- **Your task**
From the entries below, return every line that includes the word "Aside".

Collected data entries

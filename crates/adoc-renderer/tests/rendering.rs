//! End-to-end rendering of parsed sources.

use adoc_model::{Element, plain_text};
use adoc_parser::{Parser, ParserContext};
use adoc_renderer::{Configuration, HtmlRenderer, RenderResult};
use pretty_assertions::assert_eq;
use regex::Regex;

fn render_with(source: &str, config: Configuration) -> RenderResult {
    let document = Parser::new()
        .parse(source, &ParserContext::default())
        .unwrap();
    HtmlRenderer::try_new(config).unwrap().render(&document)
}

fn render(source: &str) -> RenderResult {
    render_with(source, Configuration::default())
}

/// Body only, without the document shell.
fn render_body(source: &str) -> RenderResult {
    render_with(source, Configuration::default().with_attribute("noheader", ""))
}

/// Section titles indented by nesting depth.
fn outline(elements: &[Element], depth: usize, out: &mut Vec<String>) {
    for element in elements {
        if let Element::Section(section) = element {
            out.push(format!("{}{}", "  ".repeat(depth), plain_text(&section.title)));
            outline(&section.children, depth + 1, out);
        }
    }
}

fn parse_outline(source: &str) -> Vec<String> {
    let document = Parser::new()
        .parse(source, &ParserContext::default())
        .unwrap();
    let mut out = Vec::new();
    outline(&document.body, 0, &mut out);
    out
}

#[test]
fn test_title_inside_content_wrapper() {
    let result = render("= Title");
    assert!(result.html.starts_with("<!DOCTYPE html>\n<html lang=\"en\">\n"));
    assert!(result.html.contains(" <div id=\"content\">\n <h1>Title</h1>\n"));
    assert!(result.html.ends_with("</body>\n</html>\n"));
    assert_eq!(result.title.as_deref(), Some("Title"));
}

#[test]
fn test_notitle_hides_heading() {
    let result = render("= Title\n:notitle:");
    assert!(!result.html.contains("<h1>"));
    assert_eq!(result.title.as_deref(), Some("Title"));
}

#[test]
fn test_section_markup() {
    let result = render_body("== Foo\n\nBar");
    assert_eq!(
        result.html,
        concat!(
            " <section class=\"sect1\" id=\"_foo\">\n",
            "  <h2>Foo</h2>\n",
            " <div class=\"sectionbody\">\n",
            " <div class=\"paragraph\">\n",
            " <p>Bar</p>\n",
            " </div>\n",
            " </div>\n",
            " </section>\n",
        )
    );
}

#[test]
fn test_custom_section_tag_without_body() {
    let config = Configuration::default()
        .with_attribute("noheader", "")
        .with_section_tag("div")
        .with_skip_section_body(true);
    let result = render_with("== Foo", config);
    assert_eq!(
        result.html,
        " <div class=\"sect1\" id=\"_foo\">\n  <h2>Foo</h2>\n </div>\n"
    );
}

#[test]
fn test_reference_by_title() {
    let result = render_body("== Foo\n\nSee <<Foo>>.");
    assert!(result.html.contains("<a href=\"#_foo\">Foo</a>"));
    assert!(result.warnings.is_empty());
}

#[test]
fn test_forward_reference_resolves() {
    let result = render_body("See <<later,the end>>.\n\n[#later]\n== Later");
    assert!(result.html.contains("<a href=\"#later\">the end</a>"));
    assert!(result.warnings.is_empty());
}

#[test]
fn test_unresolved_reference() {
    let result = render_body("See <<nowhere>>.");
    assert!(
        result
            .html
            .contains("<a href=\"#nowhere\" class=\"unresolved\">[nowhere]</a>")
    );
    assert_eq!(result.warnings.len(), 1);
    assert!(result.warnings[0].contains("nowhere"));
}

#[test]
fn test_ifdef_follows_configuration() {
    let source = "ifdef::flag[]\nshown\nendif::flag[]\n\nalways";

    let without = render_body(source);
    assert!(!without.html.contains("shown"));
    assert!(without.html.contains("always"));

    let config = Configuration::default()
        .with_attribute("noheader", "")
        .with_attribute("flag", "");
    let with = render_with(source, config);
    let shown = " <div class=\"paragraph\">\n <p>shown</p>\n </div>\n";
    assert!(with.html.contains(shown));
    assert_eq!(with.html.replacen(shown, "", 1), without.html);
}

#[test]
fn test_anchor_in_inactive_branch_is_indexed() {
    let source = "ifdef::flag[]\n== Same\nendif::flag[]\n\n== Same\n\nSee <<_same>>.";
    let result = render_body(source);

    assert!(result.warnings.is_empty());
    assert!(result.html.contains("<a href=\"#_same\">Same</a>"));
    assert!(result.html.contains("id=\"_same_2\""));
    assert!(!result.html.contains("id=\"_same\""));
}

#[test]
fn test_body_entry_cannot_override_configuration() {
    let config = Configuration::default()
        .with_attribute("noheader", "")
        .with_attribute("env", "prod");
    let result = render_with(":env: dev\n\nifeval::[\"{env}\" == \"prod\"]\nproduction\nendif::[]", config);
    assert!(result.html.contains("production"));
}

#[test]
fn test_table_structure() {
    let result = render_body("[cols=\"1,1\"]\n|===\n|A |B\n\n|1 |2\n|===");
    let html = &result.html;
    assert_eq!(html.matches("<thead>").count(), 1);
    assert_eq!(html.matches("<tbody>").count(), 1);
    assert_eq!(html.matches("<col ").count(), 2);
    assert!(html.contains("<col width=\"50%\">"));
    assert!(html.contains("<th class=\"tableblock halign-left valign-top\">A</th>"));
    assert!(
        html.contains("<td class=\"tableblock halign-left valign-top\"><p class=\"tableblock\">2</p></td>")
    );
    assert!(html.contains("class=\"tableblock frame-all grid-all stretch\""));
}

#[test]
fn test_preamble_wraps_blocks_before_first_section() {
    let result = render("= Doc\n\nIntro.\n\n== A\n\nText.");
    let preamble = result.html.find("<div id=\"preamble\">").unwrap();
    let intro = result.html.find("Intro.").unwrap();
    let section = result.html.find("id=\"_a\"").unwrap();
    assert!(preamble < intro && intro < section);
}

#[test]
fn test_toc() {
    let result = render("= Doc\n:toc:\n\n== One\n\n=== One A\n\n==== Deep\n\n== Two");
    assert!(result.html.contains(" <div id=\"toc\" class=\"toc\">"));
    assert!(result.html.contains("<a href=\"#_one_a\">One A</a>"));
    assert!(!result.html.contains("<a href=\"#_deep\">"));

    let titles: Vec<_> = result.toc.iter().map(|e| e.title.as_str()).collect();
    assert_eq!(titles, vec!["One", "One A", "Two"]);
}

#[test]
fn test_toc_entries_returned_without_toc_attribute() {
    let result = render("= Doc\n\n== One");
    assert!(!result.html.contains("id=\"toc\""));
    assert_eq!(result.toc.len(), 1);
}

#[test]
fn test_code_block_with_callouts() {
    let source = "[source,rust]\n----\nlet x = 1; <1>\n----\n<1> Binding";
    let result = render_body(source);
    assert!(result.html.contains(
        "<code class=\"language-rust hljs\" data-lang=\"rust\">let x = 1; <b class=\"conum\">(1)</b></code>"
    ));
    assert!(result.html.contains(" <div class=\"colist arabic\">\n <ol>\n  <li>\n <p>Binding</p>\n"));
}

#[test]
fn test_admonition() {
    let result = render_body("NOTE: Mind the gap.");
    assert!(result.html.contains("<div class=\"admonitionblock note\">"));
    assert!(result.html.contains("<div class=\"title\">NOTE</div>"));
    assert!(result.html.contains("Mind the gap."));
}

#[test]
fn test_footnotes_are_numbered() {
    let result = render_body("A footnote:[First] and footnote:[Second].");
    assert!(result.html.contains("href=\"#_footnotedef_2\""));
    assert!(result.html.contains(" <div id=\"footnotes\">"));
    assert!(result.html.contains("<a href=\"#_footnoteref_1\">1</a>. First"));
}

#[test]
fn test_inline_macros() {
    let result = render_body("Press kbd:[Ctrl+T] then btn:[OK].");
    assert!(
        result
            .html
            .contains("<span class=\"keyseq\"><kbd>Ctrl</kbd>+<kbd>T</kbd></span>")
    );
    assert!(result.html.contains("<b class=\"button\">OK</b>"));
}

#[test]
fn test_xref_to_other_document() {
    let result = render_body("See xref:guide.adoc#setup[Setup].");
    assert!(result.html.contains("<a href=\"guide.html#setup\">Setup</a>"));
}

#[test]
fn test_imagesdir_prefix() {
    let result = render_body(":imagesdir: img\n\nimage::logo.png[Logo]");
    assert!(result.html.contains("<img src=\"img/logo.png\" alt=\"Logo\">"));
    assert!(result.html.contains("<div class=\"imageblock\">"));
}

#[test]
fn test_data_uri_inlines_local_image() {
    let temp_dir = tempfile::tempdir().unwrap();
    std::fs::write(temp_dir.path().join("dot.png"), b"png").unwrap();

    let config = Configuration::default()
        .with_attribute("noheader", "")
        .with_attribute("data-uri", "")
        .with_assets_base(temp_dir.path());
    let result = render_with("image::dot.png[Dot]", config);
    assert!(result.html.contains("src=\"data:image/png;base64,cG5n\""));
    assert!(result.warnings.is_empty());
}

#[test]
fn test_data_uri_missing_image_warns() {
    let temp_dir = tempfile::tempdir().unwrap();
    let config = Configuration::default()
        .with_attribute("noheader", "")
        .with_attribute("data-uri", "")
        .with_assets_base(temp_dir.path());
    let result = render_with("image::missing.png[]", config);
    assert!(result.html.contains("src=\"missing.png\""));
    assert_eq!(result.warnings.len(), 1);
}

#[test]
fn test_escaping() {
    let result = render_body("a < b & \"c\"");
    assert!(result.html.contains("a &lt; b &amp; &quot;c&quot;"));
}

#[test]
fn test_invalid_configuration_is_rejected() {
    let config = Configuration::default().with_section_tag("not a tag");
    assert!(HtmlRenderer::try_new(config).is_err());
}

#[test]
fn test_rendered_headings_reparse_to_same_nesting() {
    let source = "== A\n\n=== A.1\n\n==== A.1.1\n\ntext\n\n=== A.2\n\n== B\n\n=== B.1";
    let html = render_body(source).html;

    let heading = Regex::new(r"<h(\d)>([^<]*)</h\d>").unwrap();
    let rebuilt: Vec<String> = heading
        .captures_iter(&html)
        .map(|caps| {
            let level: usize = caps[1].parse().unwrap();
            format!("{} {}", "=".repeat(level), &caps[2])
        })
        .collect();
    let rebuilt = rebuilt.join("\n\n");

    assert_eq!(parse_outline(&rebuilt), parse_outline(source));
    assert_eq!(
        parse_outline(source),
        vec!["A", "  A.1", "    A.1.1", "  A.2", "B", "  B.1"]
    );
}

#[test]
fn test_section_inside_verse_keeps_later_ids() {
    let result = render_body("[verse]\n____\n== Inside\n____\n\n== After\n\nSee <<After>>.");
    assert!(
        result
            .html
            .contains("<section class=\"sect1\" id=\"_after\">\n  <h2>After</h2>")
    );
    assert!(result.html.contains("<a href=\"#_after\">After</a>"));
    assert!(result.warnings.is_empty());
}

#[test]
fn test_verse_keeps_footnotes() {
    let result = render_body("[verse]\n____\nA line footnote:[Aside].\n____");
    assert!(result.html.contains("<pre class=\"content\">A line <sup class=\"footnote\">"));
    assert!(result.html.contains("<a href=\"#_footnoteref_1\">1</a>. Aside"));
}

#[test]
fn test_stem_emits_mathjax_configuration() {
    let result = render("= Doc\n\nInline stem:[x^2].");
    let config = result.html.find("MathJax.Hub.Config").unwrap();
    let loader = result.html.find("MathJax.js?config=").unwrap();
    assert!(config < loader);
    assert!(result.html.contains(r#"asciimath2jax: { delimiters: [["\\$", "\\$"]]"#));
    assert!(result.html.contains(r#"inlineMath: [["\\(", "\\)"]]"#));
    assert!(result.html.contains("\\$x^2\\$"));
}

#[test]
fn test_skip_stem_js() {
    let result = render("= Doc\n:skip-stem-js:\n\nInline stem:[x^2].");
    assert!(!result.html.contains("MathJax"));
}

#[test]
fn test_document_shell_attributes() {
    let source = concat!(
        "= Doc\n",
        ":app-name: Manual\n",
        ":asciidoctor-css:\n",
        ":custom-css: <link rel=\"stylesheet\" href=\"site.css\">\n",
        ":body-classes: article toc2\n",
        ":header-html: <nav>menu</nav>\n",
        ":custom-js: <script src=\"a.js\"></script>, <script src=\"b.js\"></script>\n",
    );
    let html = render(source).html;

    assert!(html.contains(" <meta name=\"application-name\" content=\"Manual\">\n"));
    assert!(html.contains("asciidoctor.min.css"));
    assert!(html.contains("<link rel=\"stylesheet\" href=\"site.css\"></head>"));
    assert!(html.contains("<body class=\"article toc2\">\n<nav>menu</nav> <div id=\"content\">"));
    assert!(html.ends_with(concat!(
        " <script src=\"a.js\"></script>\n",
        " <script src=\"b.js\"></script>\n",
        "</body>\n</html>\n",
    )));
}

#[test]
fn test_hide_uri_scheme() {
    let result = render_body(":hide-uri-scheme:\n\nVisit https://example.org today.");
    assert!(
        result
            .html
            .contains("<a href=\"https://example.org\" class=\"bare\">example.org</a>")
    );

    let result = render_body("Visit https://example.org today.");
    assert!(result.html.contains(">https://example.org</a>"));
}

#[test]
fn test_nofollow_link() {
    let result = render_body("https://example.org[Example,window=_blank,opts=nofollow]");
    assert!(
        result
            .html
            .contains("target=\"_blank\" rel=\"nofollow noopener\">Example</a>")
    );
}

- **Output below**
    let result = render_body("[verse]\n____\nA line footnote:[Aside].\n____");
    assert!(result.html.contains("<a href=\"#_footnoteref_1\">1</a>. Aside"));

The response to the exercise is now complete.